[Saved data entries]
<<<<

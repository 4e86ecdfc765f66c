//! Command-line interface definitions for the nur.cn crawler.
//!
//! Every flag is optional. Unset flags fall back to the config file given
//! with `--config`, then to the built-in defaults in [`crate::config::CrawlConfig`].

use clap::Parser;
use std::path::PathBuf;

/// Command-line arguments for the nur.cn crawler.
///
/// # Examples
///
/// ```sh
/// # Deep-crawl the whole site with the defaults
/// nur_crawler
///
/// # Shallow crawl, bundle the result
/// nur_crawler --pages 200 --depth 1 -a nur_articles.zip
///
/// # Fetch two known articles only
/// nur_crawler -u https://www.nur.cn/news/2024/05/1.shtml -u https://www.nur.cn/news/2024/05/2.shtml
/// ```
#[derive(Parser, Debug)]
#[command(author, version, about)]
pub struct Cli {
    /// Maximum number of pages to fetch (default 50000)
    #[arg(long)]
    pub pages: Option<usize>,

    /// Maximum link depth from the seed page (default 3)
    #[arg(long)]
    pub depth: Option<usize>,

    /// Directory the article files and dataset are written to
    #[arg(short, long)]
    pub output_dir: Option<PathBuf>,

    /// Start page of the deep crawl
    #[arg(long)]
    pub seed: Option<String>,

    /// Explicit article URL to fetch; disables link discovery (repeatable)
    #[arg(short, long = "url")]
    pub urls: Vec<String>,

    /// Bundle the files written by this run into a zip archive at this path
    #[arg(short, long)]
    pub archive: Option<PathBuf>,

    /// Maximum number of in-flight requests per crawl level
    #[arg(long)]
    pub concurrency: Option<usize>,

    /// Ignore datasets left by previous runs instead of skipping their URLs
    #[arg(long)]
    pub fresh: bool,

    /// Optional path to a YAML config file
    #[arg(short, long)]
    pub config: Option<PathBuf>,
}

>>>>

Filter the records for the word "depth" and show every line that has it.

/// nur_crawler --pages 200 --depth 1 -a nur_articles.zip
    /// Maximum link depth from the seed page (default 3)
    pub depth: Option<usize>,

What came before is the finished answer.